Addressing problems associated with Power BI’s relationship auto-detection capabilities starts with looking at how such relationships are established, if any. The auto-detect function will, in some instances, form relationships based on the semantics of the columns or data values that do not properly reflect the intended data model. Here are a few recommended ways to curb or turn off the impact of such relationships:
Turn Off Auto-Detection of Relationships: Toggling this option off would be ideal in the event of further issues caused by auto-detect. You can do this by going to the tab in the left-hand corner labeled File, navigating to Options and Settings, and then selecting Options. Under the Data Load section, turn off the option that states Auto detect new relationships after data is loaded. This stops Power BI from attempting to make relationships in the model every time new datasets are imported.
Manually Define Relationships: After turning off automatic relations, you can now build the relations you want on your own. Open the Model view of your Power BI Desktop. This page enables users to relate fields by dragging and dropping or using the Manage Relationships window. This promotes good relationship management, including the ability to designate the cardinality and cross-filter direction.
Review Relationship Properties: After the relationships have been created manually, it is also important to consider the relationship properties of each of the created relationships. Pay attention to the cardinality (one-to-one, one-to-many, etc.) employed and ensure it corresponds to the data structure each mutually exclusive segment holds. In addition to that, also include the cross-filter direction. In cases of complex models with multiple interrelated tables, bidirectional filtering may be necessary for proper data display between the tables.

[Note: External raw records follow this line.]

// Copyright (c) 2026 100monkeys.ai
// SPDX-License-Identifier: AGPL-3.0

//! PostgreSQL Lease Manager
//!
//! One row per task in `task_leases`. Acquisition is a single upsert that
//! only overwrites a row owned by the same worker or already expired; the
//! fencing token is incremented on every acquisition. Released leases keep
//! their row (owner cleared, expired) so the token never goes backwards.

use async_trait::async_trait;
use chrono::{Duration, Utc};
use sqlx::postgres::{PgPool, PgRow};
use sqlx::Row;

use crate::domain::lease::{LeaseError, TaskLease, WorkerId};
use crate::domain::repository::LeaseManager;
use crate::domain::task::TaskId;

pub struct PostgresLeaseManager {
    pool: PgPool,
}

impl PostgresLeaseManager {
    pub fn new(pool: PgPool) -> Self {
        Self { pool }
    }
}

fn lease_from_row(row: &PgRow) -> Result<TaskLease, sqlx::Error> {
    let token: i64 = row.try_get("fencing_token")?;
    let owner: String = row.try_get("owner")?;
    Ok(TaskLease {
        task_id: TaskId(row.try_get("task_id")?),
        owner: WorkerId(owner),
        fencing_token: token as u64,
        acquired_at: row.try_get("acquired_at")?,
        expires_at: row.try_get("expires_at")?,
    })
}

fn store_error(err: sqlx::Error) -> LeaseError {
    LeaseError::Repository(err.into())
}

#[async_trait]
impl LeaseManager for PostgresLeaseManager {
    async fn acquire(&self, task_id: TaskId, owner: &WorkerId, ttl: Duration) -> Result<TaskLease, LeaseError> {
        let now = Utc::now();
        let row = sqlx::query(
            r#"
            INSERT INTO task_leases (task_id, owner, fencing_token, acquired_at, expires_at)
            VALUES ($1, $2, 1, $3, $4)
            ON CONFLICT (task_id) DO UPDATE SET
                owner = EXCLUDED.owner,
                fencing_token = task_leases.fencing_token + 1,
                acquired_at = EXCLUDED.acquired_at,
                expires_at = EXCLUDED.expires_at
            WHERE task_leases.owner IS NULL
               OR task_leases.owner = EXCLUDED.owner
               OR task_leases.expires_at <= $3
            RETURNING task_id, owner, fencing_token, acquired_at, expires_at
            "#,
        )
        .bind(task_id.0)
        .bind(&owner.0)
        .bind(now)
        .bind(now + ttl)
        .fetch_optional(&self.pool)
        .await
        .map_err(store_error)?;

        if let Some(row) = row {
            return lease_from_row(&row).map_err(store_error);
        }

        match self.current(task_id).await? {
            Some(held) => Err(LeaseError::Held {
                task_id,
                owner: held.owner,
                expires_at: held.expires_at,
            }),
            // Released between the upsert and the read; let the caller retry.
            None => Err(LeaseError::Held {
                task_id,
                owner: WorkerId::new("unknown"),
                expires_at: now,
            }),
        }
    }

    async fn renew(&self, lease: &TaskLease, ttl: Duration) -> Result<TaskLease, LeaseError> {
        let row = sqlx::query(
            r#"
            UPDATE task_leases SET expires_at = $4
            WHERE task_id = $1 AND owner = $2 AND fencing_token = $3
            RETURNING task_id, owner, fencing_token, acquired_at, expires_at
            "#,
        )
        .bind(lease.task_id.0)
        .bind(&lease.owner.0)
        .bind(lease.fencing_token as i64)
        .bind(Utc::now() + ttl)
        .fetch_optional(&self.pool)
        .await
        .map_err(store_error)?;

        match row {
            Some(row) => lease_from_row(&row).map_err(store_error),
            None => Err(LeaseError::Lost {
                task_id: lease.task_id,
                fencing_token: lease.fencing_token,
            }),
        }
    }

    async fn release(&self, lease: &TaskLease) -> Result<(), LeaseError> {
        sqlx::query(
            r#"
            UPDATE task_leases SET owner = NULL, expires_at = NOW()
            WHERE task_id = $1 AND fencing_token = $2
            "#,
        )
        .bind(lease.task_id.0)
        .bind(lease.fencing_token as i64)
        .execute(&self.pool)
        .await
        .map_err(store_error)?;
        Ok(())
    }

    async fn current(&self, task_id: TaskId) -> Result<Option<TaskLease>, LeaseError> {
        let row = sqlx::query(
            r#"
            SELECT task_id, owner, fencing_token, acquired_at, expires_at
            FROM task_leases
            WHERE task_id = $1 AND owner IS NOT NULL
            "#,
        )
        .bind(task_id.0)
        .fetch_optional(&self.pool)
        .await
        .map_err(store_error)?;

        row.as_ref().map(lease_from_row).transpose().map_err(store_error)
    }
}
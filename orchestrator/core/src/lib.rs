// Copyright (c) 2026 100monkeys.ai
// SPDX-License-Identifier: AGPL-3.0
//! # VIGIL core
//!
//! Multi-agent orchestration for SRE incident response. Triggers enter
//! through the event ingress, are queued by priority and driven by the
//! workflow coordinator through investigation, remediation and
//! verification. Every state-changing action goes through the execution
//! gateway; every outcome is written back to the knowledge store.
//!
//! # Architecture
//!
//! - [`domain`]: aggregates, value objects and ports
//! - [`application`]: coordinator, agent pool, agents, gateway, ingress
//! - [`infrastructure`]: PostgreSQL and in-memory stores, queue, telemetry,
//!   executors, notifiers, metrics
//! - [`presentation`]: HTTP API

pub mod application;
pub mod domain;
pub mod infrastructure;
pub mod presentation;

Employ the Data View for Data Analysis: Some results are unexpected because of poor data quality. This is where the Data view feature comes into play. You may clean the data out of your tables from their kinks. Overlapping data, empty data, or any data that would interfere with that connection should be looked into. It is also worth it to clean data up before joining tables in order to cut down on potential problems later.
Use DAX to measure the result above. When a problem persists, even after relationships are resolved, DAX measures are used to check the outputs. Make some simple measures to count or aggregate data in reference tables. This should help you understand where the problems are coming from.
Frequent Testing of Relationships: As your data model grows and develops, the need to test your relationships is equally critical. Examine the structure of your model and determine if each relationship has a corresponding connection based on the business logic of its members. The need to do so is even more pronounced whenever alterations to the data sources take place.
By doing this, you will be able to regain control of the relationships in your Power BI model; hence, the data representation functions for your analytical purpose. A proper data model is vital in capturing the correct information, and therefore, it is worth spending time on this activity.